Nevertheless, like the vast majority of private-sector economists, I believe that the official economic forecasts are underestimated. The strength of Australian consumer confidence and global commodity prices suggests that growth will easily exceed the RBA's estimate, and there is room for this momentum to carry over into 2022. I believe the unemployment rate will fall faster and further than the central bank's expectation of 6% by the end of the year. However, last year's best performers are unlikely to be top of the league this year because they have less to recover. My "fizz then fizzle" outlook for the global economy suggests that while fleeting attainment of the prior trend cannot be ruled out, return to the pre-Covid trend rate on a sustained basis is pushing the lucky tag too far. 

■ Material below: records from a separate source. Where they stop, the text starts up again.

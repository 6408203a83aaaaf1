//! Server and handler configuration.
//!
//! This module handles loading and validating configuration from CLI arguments
//! and environment variables.
//!
//! # Configuration Sources
//!
//! Configuration can be provided via:
//! - CLI arguments (`--bind`, `--root`, `--max-age`, etc.)
//! - Environment variables (`COMBO_SERVE_BIND`, etc.)
//! - Default values
//!
//! # Example
//!
//! ```no_run
//! use combo_serve::ServerConfig;
//!
//! let config = ServerConfig::from_args();
//! config.validate().expect("Invalid configuration");
//!
//! println!("Serving {} on {}", config.root.display(), config.bind);
//! ```

use crate::combine::DEFAULT_CHUNK_SIZE;
use crate::error::ConfigError;
use clap::Parser;
use std::net::SocketAddr;
use std::path::PathBuf;

/// Default `Cache-Control` max-age: one year.
pub const DEFAULT_MAX_AGE: u64 = 365 * 24 * 3600;

/// Server configuration loaded from CLI args and environment variables.
#[derive(Debug, Clone, Parser)]
#[command(
    name = "combo-serve",
    about = "Serve combined static files from compact combo URLs",
    version
)]
pub struct ServerConfig {
    /// HTTP/HTTPS bind address
    #[arg(long, env = "COMBO_SERVE_BIND", default_value = "0.0.0.0:8080")]
    pub bind: SocketAddr,

    /// Directory served and combined from
    #[arg(long, env = "COMBO_SERVE_ROOT", default_value = ".")]
    pub root: PathBuf,

    /// Cache-Control max-age in seconds (negative values become 0)
    #[arg(
        long,
        env = "COMBO_SERVE_MAX_AGE",
        default_value_t = 31_536_000,
        allow_negative_numbers = true
    )]
    pub max_age: i64,

    /// Disable `<db>~<token>` URLs
    #[arg(long, env = "COMBO_SERVE_NO_DB_PARSER")]
    pub no_db_parser: bool,

    /// Disable `??a,b,c` URLs
    #[arg(long, env = "COMBO_SERVE_NO_MULTI_PARSER")]
    pub no_multi_parser: bool,

    /// Read chunk size in bytes
    #[arg(long, env = "COMBO_SERVE_CHUNK_SIZE", default_value_t = DEFAULT_CHUNK_SIZE)]
    pub chunk_size: usize,

    /// TLS certificate file path (optional, enables HTTPS)
    #[arg(long, env = "COMBO_SERVE_TLS_CERT")]
    pub tls_cert: Option<PathBuf>,

    /// TLS private key file path (required if `tls_cert` is set)
    #[arg(long, env = "COMBO_SERVE_TLS_KEY")]
    pub tls_key: Option<PathBuf>,
}

impl ServerConfig {
    /// Parse configuration from command-line arguments.
    #[must_use]
    pub fn from_args() -> Self {
        Self::parse()
    }

    /// Check if TLS is configured.
    #[must_use]
    pub const fn has_tls(&self) -> bool {
        self.tls_cert.is_some() && self.tls_key.is_some()
    }

    /// Handler options derived from this configuration.
    #[must_use]
    pub fn combo_options(&self) -> ComboOptions {
        ComboOptions::new(&self.root)
            .with_max_age(self.max_age)
            .with_db_parser(!self.no_db_parser)
            .with_multi_parser(!self.no_multi_parser)
            .with_chunk_size(self.chunk_size)
    }

    /// Validate configuration.
    ///
    /// # Errors
    ///
    /// Returns `ConfigError` if:
    /// - Root doesn't exist or isn't a directory
    /// - Chunk size is zero
    /// - TLS cert is provided without key (or vice versa)
    /// - TLS cert/key files don't exist
    pub fn validate(&self) -> Result<(), ConfigError> {
        if !self.root.is_dir() {
            return Err(ConfigError::InvalidRoot {
                path: self.root.clone(),
                reason: if self.root.exists() {
                    "not a directory".to_string()
                } else {
                    "does not exist".to_string()
                },
            });
        }

        if self.chunk_size == 0 {
            return Err(ConfigError::InvalidValue {
                field: "chunk_size",
                reason: "must be greater than zero".to_string(),
            });
        }

        match (&self.tls_cert, &self.tls_key) {
            (Some(_cert), None) => {
                return Err(ConfigError::TlsConfig(
                    "TLS certificate provided without private key".to_string(),
                ));
            }
            (None, Some(_key)) => {
                return Err(ConfigError::TlsConfig(
                    "TLS private key provided without certificate".to_string(),
                ));
            }
            (Some(cert), Some(key)) => {
                if !cert.exists() {
                    return Err(ConfigError::TlsConfig(format!(
                        "TLS certificate file not found: {}",
                        cert.display()
                    )));
                }
                if !key.exists() {
                    return Err(ConfigError::TlsConfig(format!(
                        "TLS private key file not found: {}",
                        key.display()
                    )));
                }
            }
            (None, None) => {}
        }

        Ok(())
    }
}

/// Options for the combo handler.
#[derive(Debug, Clone, PartialEq, Eq)]
pub struct ComboOptions {
    /// Absolute root directory
    pub root: PathBuf,
    /// Cache-Control max-age in seconds
    pub max_age: u64,
    /// Try `<db>~<token>` URLs
    pub enabled_db_parser: bool,
    /// Try `??a,b,c` URLs
    pub enabled_multi_parser: bool,
    /// Read chunk size in bytes
    pub chunk_size: usize,
}

impl Default for ComboOptions {
    fn default() -> Self {
        Self::new(".")
    }
}

impl ComboOptions {
    /// Options for `root` with both parsers enabled. A relative root is
    /// resolved against the current working directory.
    #[must_use]
    pub fn new(root: impl Into<PathBuf>) -> Self {
        let root = root.into();
        let root = std::path::absolute(&root).unwrap_or(root);

        Self {
            root,
            max_age: DEFAULT_MAX_AGE,
            enabled_db_parser: true,
            enabled_multi_parser: true,
            chunk_size: DEFAULT_CHUNK_SIZE,
        }
    }

    /// Set max-age; negative values are floored to zero.
    #[must_use]
    pub fn with_max_age(mut self, seconds: i64) -> Self {
        self.max_age = u64::try_from(seconds).unwrap_or(0);
        self
    }

    /// Enable or disable database-reference URLs.
    #[must_use]
    pub const fn with_db_parser(mut self, enabled: bool) -> Self {
        self.enabled_db_parser = enabled;
        self
    }

    /// Enable or disable multi-file URLs.
    #[must_use]
    pub const fn with_multi_parser(mut self, enabled: bool) -> Self {
        self.enabled_multi_parser = enabled;
        self
    }

    /// Set the read chunk size (at least one byte).
    #[must_use]
    pub fn with_chunk_size(mut self, chunk_size: usize) -> Self {
        self.chunk_size = chunk_size.max(1);
        self
    }
}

Faster growth will be accompanied by higher inflation. The RBA expects headline inflation to peak at 3% in June before dropping down to 2% by the end of the year. According to the RBA, the temporary acceleration reflects frictional inflation generated the swings in the price of child care and other administered prices that were lowered in the pandemic. The central bank believes that underlying inflation will remain well below the midpoint of its 2-3% target range, indeed the central forecast for 1.25% and 1.50% respectively for 2021 and 2022 with the presumption that the policy rate will remain at current levels until 2024. 

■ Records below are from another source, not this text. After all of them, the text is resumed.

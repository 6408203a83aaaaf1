//! Server state management and orchestration.
//!
//! Holds the combo handler and the process-wide index database cache
//! shared by every request.

use crate::config::{ComboOptions, ServerConfig};
use crate::database::{DatabaseCache, DbFileResolver};
use crate::error::ServerError;
use crate::http::ComboHandler;
use std::path::Path;
use std::sync::Arc;
use std::time::SystemTime;

/// Shared application state.
#[derive(Debug, Clone)]
pub struct AppState {
    /// Combo request handler
    handler: Arc<ComboHandler>,

    /// Index databases, shared across requests
    database_cache: Arc<DatabaseCache>,

    /// Server start time
    started_at: SystemTime,
}

impl AppState {
    /// Create application state from handler options.
    #[must_use]
    pub fn new(options: ComboOptions) -> Self {
        let database_cache = Arc::new(DatabaseCache::new());
        let handler = ComboHandler::builder(options)
            .resolver(Arc::new(DbFileResolver::new(Arc::clone(&database_cache))))
            .build();

        Self {
            handler: Arc::new(handler),
            database_cache,
            started_at: SystemTime::now(),
        }
    }

    /// Get the combo handler.
    #[must_use]
    pub const fn handler(&self) -> &Arc<ComboHandler> {
        &self.handler
    }

    /// Get the index database cache.
    #[must_use]
    pub const fn database_cache(&self) -> &Arc<DatabaseCache> {
        &self.database_cache
    }

    /// Root directory being served.
    #[must_use]
    pub fn root(&self) -> &Path {
        &self.handler.options().root
    }

    /// Get server uptime in seconds.
    #[must_use]
    pub fn uptime_seconds(&self) -> u64 {
        SystemTime::now()
            .duration_since(self.started_at)
            .unwrap_or_default()
            .as_secs()
    }
}

/// Server orchestration.
#[derive(Debug)]
pub struct Server {
    /// Shared application state
    state: Arc<AppState>,
    /// Server configuration
    config: ServerConfig,
}

impl Server {
    /// Create new server with configuration.
    ///
    /// # Errors
    ///
    /// Returns `ServerError` if the configuration is invalid.
    pub fn new(config: ServerConfig) -> Result<Self, ServerError> {
        config.validate()?;

        let state = AppState::new(config.combo_options());

        tracing::info!(
            "Server initialized for root {} (max-age {}s)",
            state.root().display(),
            state.handler().options().max_age
        );

        Ok(Self {
            state: Arc::new(state),
            config,
        })
    }

    /// Run the server until interrupted or an error occurs.
    ///
    /// # Errors
    ///
    /// Returns `ServerError` if server binding fails.
    pub async fn run(self) -> Result<(), ServerError> {
        tracing::info!("Starting combo server");
        tracing::info!("HTTP server binding to: {}", self.config.bind);

        let state = Arc::clone(&self.state);
        let bind = self.config.bind;

        let mut http_server = if self.config.has_tls() {
            self.spawn_tls(bind, state)?
        } else {
            tracing::info!("TLS disabled (HTTP only)");
            tokio::spawn(crate::http::start_server(bind, state))
        };

        tokio::select! {
            result = &mut http_server => {
                return result
                    .map_err(|e| ServerError::Shutdown(format!("HTTP server task failed: {e}")))?;
            }
            signal = tokio::signal::ctrl_c() => {
                signal.map_err(|e| {
                    ServerError::Shutdown(format!("Failed to listen for shutdown signal: {e}"))
                })?;
            }
        }

        tracing::info!(
            "Shutdown signal received, stopping server after {}s",
            self.state.uptime_seconds()
        );
        http_server.abort();

        Ok(())
    }

    #[cfg(feature = "tls")]
    fn spawn_tls(
        &self,
        bind: std::net::SocketAddr,
        state: Arc<AppState>,
    ) -> Result<tokio::task::JoinHandle<Result<(), ServerError>>, ServerError> {
        let (Some(cert), Some(key)) = (self.config.tls_cert.clone(), self.config.tls_key.clone())
        else {
            return Err(crate::error::ConfigError::TlsConfig(
                "TLS certificate and key are both required".to_string(),
            )
            .into());
        };

        tracing::info!("TLS enabled with cert: {:?}", cert);
        Ok(tokio::spawn(async move {
            crate::http::start_tls_server(bind, state, &cert, &key).await
        }))
    }

    #[cfg(not(feature = "tls"))]
    fn spawn_tls(
        &self,
        _bind: std::net::SocketAddr,
        _state: Arc<AppState>,
    ) -> Result<tokio::task::JoinHandle<Result<(), ServerError>>, ServerError> {
        Err(crate::error::ConfigError::TlsConfig(
            "TLS certificate configured but the server was built without the `tls` feature"
                .to_string(),
        )
        .into())
    }

    /// Get shared application state (for testing).
    #[cfg(test)]
    #[must_use]
    pub const fn state(&self) -> &Arc<AppState> {
        &self.state
    }
}

#[cfg(test)]
mod tests {
    use super::*;
    use tempfile::TempDir;

    fn test_config(root: &Path) -> ServerConfig {
        ServerConfig {
            bind: "127.0.0.1:0".parse().unwrap(),
            root: root.to_path_buf(),
            max_age: 120,
            no_db_parser: false,
            no_multi_parser: false,
            chunk_size: 4096,
            tls_cert: None,
            tls_key: None,
        }
    }

    #[test]
    fn test_app_state_creation() {
        let dir = TempDir::new().unwrap();
        let state = AppState::new(ComboOptions::new(dir.path()));
        assert_eq!(state.root(), dir.path());
        assert!(state.database_cache().is_empty());
    }

    #[test]
    fn test_server_new() {
        let dir = TempDir::new().unwrap();
        let server = Server::new(test_config(dir.path())).unwrap();
        assert_eq!(server.state().handler().options().max_age, 120);
        assert_eq!(server.state().handler().options().chunk_size, 4096);
    }

    #[test]
    fn test_server_rejects_invalid_root() {
        let dir = TempDir::new().unwrap();
        let err = Server::new(test_config(&dir.path().join("missing"))).unwrap_err();
        assert!(matches!(err, ServerError::Config(_)));
    }

    #[test]
    fn test_server_debug_output() {
        let dir = TempDir::new().unwrap();
        let server = Server::new(test_config(dir.path())).unwrap();
        let rendered = format!("{server:?}");
        assert!(rendered.starts_with("Server"));
        assert!(rendered.contains("started_at"));
    }

    #[test]
    fn test_uptime() {
        let dir = TempDir::new().unwrap();
        let state = AppState::new(ComboOptions::new(dir.path()));
        assert!(state.uptime_seconds() <= 1);
    }
}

The RBA justified QE's extension by a further A$100bn, at the same pace of A$5bn per week, based on these low inflation expectations. Wage inflation is at decade lows, but the central bank is equally concerned about the impact of the end of the Job Keeper allowance in March and the Term Funding Facility in June. The latter will allow banks to maintain low-cost funding out until the middle of 2024, which reinforces the presumption that rates will be on hold until 2024. The central bank is determined to limit currency appreciation, but Australia is a price-taker of global rates, its ability to contain the resurgent Australian Dollar depends on whether Fed policy stabilises the US Dollar. Price taking central banks have to maintain ultra-accommodative monetary policy to limit currency appreciation. Governor Philip Lane repeated his opposition to negative rates but maintained the cognitive dissonance that the central bank can simultaneously control both the price and the quantity of its government bond purchases. 

Australia is a role model for the normalisation of the domestic economy. Its better performance during the pandemic means that it will return to pre-pandemic GDP level sooner than other major industrialised democracies, but its determination to maintain ultra-loose monetary policy means that it will also face earlier accusations of diverging growth from policy. These accusations will pressure the central bank to become less accommodative as growth and inflation exceed official expectations, and risk markets continue to outperform. 

I believe that central banks should resist this pressure because the history of pandemics is that after a meaningful period of revenge spending, consumers and corporates increase their savings, creating the paradox of thrift. But the best-laid plans of mice and men aft gang agley as our [currently very happy] Scottish rugby supporting poet once said.

Stuart Thomson is an independent economist and strategist. His writings reflect his personal views and are intended for the reader's entertainment and to elicit debate. They are not intended to constitute investment advice.